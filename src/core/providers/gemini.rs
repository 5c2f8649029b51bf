//! Google Gemini `generateContent` adapter

use async_trait::async_trait;
use std::time::Duration;

use super::{build_http_client, join_url, send_json, LlmProvider};
use crate::core::config::GeminiConfig;
use crate::core::errors::{Result, TranslationError};
use crate::core::models::Prompt;

#[derive(Debug, Clone)]
pub struct GeminiProvider {
    client: reqwest::Client,
    config: GeminiConfig,
}

impl GeminiProvider {
    pub fn new(config: GeminiConfig, timeout: Duration) -> Result<Self> {
        Ok(Self {
            client: build_http_client(timeout)?,
            config,
        })
    }

    fn request_body(&self, prompt: &Prompt) -> serde_json::Value {
        let mut generation = serde_json::json!({
            "temperature": self.config.temperature,
            "topP": self.config.top_p,
            "topK": self.config.top_k,
        });
        if let Some(max_tokens) = self.config.max_tokens {
            generation["maxOutputTokens"] = serde_json::json!(max_tokens);
        }

        serde_json::json!({
            "systemInstruction": { "parts": [{ "text": prompt.system }] },
            "contents": [{ "role": "user", "parts": [{ "text": prompt.user }] }],
            "generationConfig": generation,
        })
    }
}

/// Concatenate the text parts of the first candidate
fn candidate_text(json: &serde_json::Value) -> Result<String> {
    let candidate = json["candidates"].get(0).ok_or_else(|| {
        let reason = json["promptFeedback"]["blockReason"]
            .as_str()
            .unwrap_or("no candidates returned");
        TranslationError::InvalidResponseError {
            message: reason.to_string(),
        }
    })?;

    let text: String = candidate["content"]["parts"]
        .as_array()
        .map(|parts| parts.iter().filter_map(|p| p["text"].as_str()).collect())
        .unwrap_or_default();

    if text.is_empty() {
        let reason = candidate["finishReason"].as_str().unwrap_or("empty candidate");
        return Err(TranslationError::InvalidResponseError {
            message: format!("Gemini returned no text ({})", reason),
        });
    }
    Ok(text)
}

#[async_trait]
impl LlmProvider for GeminiProvider {
    fn name(&self) -> &str {
        "gemini"
    }

    fn model(&self) -> &str {
        &self.config.model
    }

    async fn complete(&self, prompt: &Prompt) -> Result<String> {
        let url = join_url(
            &self.config.base_url,
            &format!("models/{}:generateContent", self.config.model),
        );
        let request = self
            .client
            .post(url)
            .header("x-goog-api-key", &self.config.api_key)
            .json(&self.request_body(prompt));

        let json = send_json(self.name(), request).await?;
        candidate_text(&json)
    }
}

#[cfg(test)]
mod tests {
    use super::*;
    use crate::core::providers::test_support::spawn_server;
    use axum::http::{HeaderMap, StatusCode, Uri};
    use axum::response::IntoResponse;
    use axum::{Json, Router};

    fn local_provider(base_url: String) -> GeminiProvider {
        GeminiProvider::new(
            GeminiConfig {
                api_key: "g-key".to_string(),
                model: "gemini-test".to_string(),
                base_url,
                ..Default::default()
            },
            Duration::from_secs(5),
        )
        .unwrap()
    }

    fn prompt() -> Prompt {
        Prompt {
            system: "translate".to_string(),
            user: "<p>Good morning</p>".to_string(),
        }
    }

    #[test]
    fn test_request_body_shape() {
        let provider = GeminiProvider::new(
            GeminiConfig {
                api_key: "k".to_string(),
                max_tokens: Some(8192),
                ..Default::default()
            },
            Duration::from_secs(5),
        )
        .unwrap();

        let body = provider.request_body(&Prompt {
            system: "sys".to_string(),
            user: "text".to_string(),
        });
        assert_eq!(body["systemInstruction"]["parts"][0]["text"], "sys");
        assert_eq!(body["contents"][0]["parts"][0]["text"], "text");
        assert_eq!(body["generationConfig"]["topK"], 64);
        assert_eq!(body["generationConfig"]["maxOutputTokens"], 8192);
    }

    #[test]
    fn test_candidate_text_joins_parts() {
        let json = serde_json::json!({
            "candidates": [{
                "content": { "parts": [{ "text": "<p>Dzień " }, { "text": "dobry</p>" }] },
                "finishReason": "STOP"
            }]
        });
        assert_eq!(candidate_text(&json).unwrap(), "<p>Dzień dobry</p>");
    }

    #[test]
    fn test_blocked_prompt_is_invalid_response() {
        let json = serde_json::json!({ "promptFeedback": { "blockReason": "SAFETY" } });
        let err = candidate_text(&json).unwrap_err();
        assert!(err.to_string().contains("SAFETY"));
        assert!(!err.is_retryable());
    }

    #[tokio::test]
    async fn test_generate_content_round_trip() {
        async fn handler(uri: Uri, headers: HeaderMap, Json(body): Json<serde_json::Value>) -> impl IntoResponse {
            if uri.path() != "/v1beta/models/gemini-test:generateContent" || headers["x-goog-api-key"] != "g-key" {
                return StatusCode::NOT_FOUND.into_response();
            }
            let user = body["contents"][0]["parts"][0]["text"].as_str().unwrap_or_default();
            Json(serde_json::json!({
                "candidates": [{
                    "content": { "parts": [{ "text": user.replace("Good morning", "Dzień dobry") }] },
                    "finishReason": "STOP"
                }]
            }))
            .into_response()
        }

        let base = spawn_server(Router::new().fallback(handler)).await;
        let provider = local_provider(format!("{}/v1beta", base));

        let text = provider.complete(&prompt()).await.unwrap();
        assert_eq!(text, "<p>Dzień dobry</p>");
    }

    #[tokio::test]
    async fn test_rate_limit_carries_retry_after() {
        async fn handler() -> (StatusCode, [(&'static str, &'static str); 1], &'static str) {
            (StatusCode::TOO_MANY_REQUESTS, [("retry-after", "7")], "RESOURCE_EXHAUSTED")
        }

        let base = spawn_server(Router::new().fallback(handler)).await;
        let err = local_provider(base).complete(&prompt()).await.unwrap_err();
        assert!(matches!(
            err,
            TranslationError::RateLimitError {
                retry_after: Some(7)
            }
        ));
        assert!(err.is_retryable());
    }

    #[tokio::test]
    async fn test_server_error_is_retryable_api_error() {
        async fn handler() -> (StatusCode, &'static str) {
            (StatusCode::SERVICE_UNAVAILABLE, "overloaded")
        }

        let base = spawn_server(Router::new().fallback(handler)).await;
        let err = local_provider(base).complete(&prompt()).await.unwrap_err();
        assert!(matches!(err, TranslationError::ApiError { status: 503, .. }));
        assert!(err.is_retryable());
    }
}
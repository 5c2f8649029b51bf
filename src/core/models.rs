//! Core data models for translation

use serde::{Deserialize, Serialize};
use std::fmt;

/// Supported LLM backends
#[derive(Debug, Clone, Copy, PartialEq, Eq, Hash, Serialize, Deserialize, clap::ValueEnum)]
#[serde(rename_all = "lowercase")]
pub enum ProviderKind {
    /// api.openai.com or any OpenAI-compatible endpoint
    #[value(name = "openai")]
    OpenAi,
    /// Azure OpenAI deployment
    Azure,
    /// Google Gemini
    Gemini,
    /// Local Ollama server
    Ollama,
}

impl ProviderKind {
    /// All providers, in config-file order
    pub const ALL: [ProviderKind; 4] = [
        ProviderKind::OpenAi,
        ProviderKind::Azure,
        ProviderKind::Gemini,
        ProviderKind::Ollama,
    ];

    /// Top-level key of this provider in the config file
    pub fn as_str(&self) -> &'static str {
        match self {
            ProviderKind::OpenAi => "openai",
            ProviderKind::Azure => "azure",
            ProviderKind::Gemini => "gemini",
            ProviderKind::Ollama => "ollama",
        }
    }
}

impl fmt::Display for ProviderKind {
    fn fmt(&self, f: &mut fmt::Formatter<'_>) -> fmt::Result {
        f.write_str(self.as_str())
    }
}

/// A system/user message pair sent to a provider
#[derive(Debug, Clone, PartialEq, Eq, Serialize, Deserialize)]
pub struct Prompt {
    pub system: String,
    pub user: String,
}

/// Translation request
#[derive(Debug, Clone, Serialize, Deserialize)]
pub struct TranslationRequest {
    pub text: String,
    pub source_lang: String,
    pub target_lang: String,
    pub extra_prompts: Option<String>,
}

impl TranslationRequest {
    pub fn new(
        text: impl Into<String>,
        source_lang: impl Into<String>,
        target_lang: impl Into<String>,
    ) -> Self {
        Self {
            text: text.into(),
            source_lang: source_lang.into(),
            target_lang: target_lang.into(),
            extra_prompts: None,
        }
    }

    pub fn with_extra_prompts(mut self, extra: impl Into<String>) -> Self {
        let extra = extra.into();
        self.extra_prompts = if extra.trim().is_empty() {
            None
        } else {
            Some(extra)
        };
        self
    }

    /// Build the prompt sent to the provider
    pub fn to_prompt(&self) -> Prompt {
        let from = &self.source_lang;
        let to = &self.target_lang;
        let mut system = format!(
            "You are a professional {from}-to-{to} translator. \
             Keep all special characters and HTML tags exactly as they appear in the source text, \
             including attributes, links, image references and footnote anchors. \
             Your translation should be in {to} only. \
             Avoid overly literal translations so the result reads naturally in {to}, \
             while staying consistent with the source text."
        );
        if let Some(extra) = &self.extra_prompts {
            system.push(' ');
            system.push_str(extra.trim());
        }
        system.push_str(
            " Do not add explanations, comments, or notes - only provide the translation.",
        );

        Prompt {
            system,
            user: self.text.clone(),
        }
    }
}

/// Translation result
#[derive(Debug, Clone, Serialize, Deserialize)]
pub struct TranslationResult {
    pub translation: String,
    pub model_used: String,
    pub attempts: u32,
}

====

**AIM OF THE TASK**. Throughout the records above, find the lines in which the word "maxOutputTokens" appears and return them.

**WRITTEN SOLUTION**.
            generation["maxOutputTokens"] = serde_json::json!(max_tokens);
        assert_eq!(body["generationConfig"]["maxOutputTokens"], 8192);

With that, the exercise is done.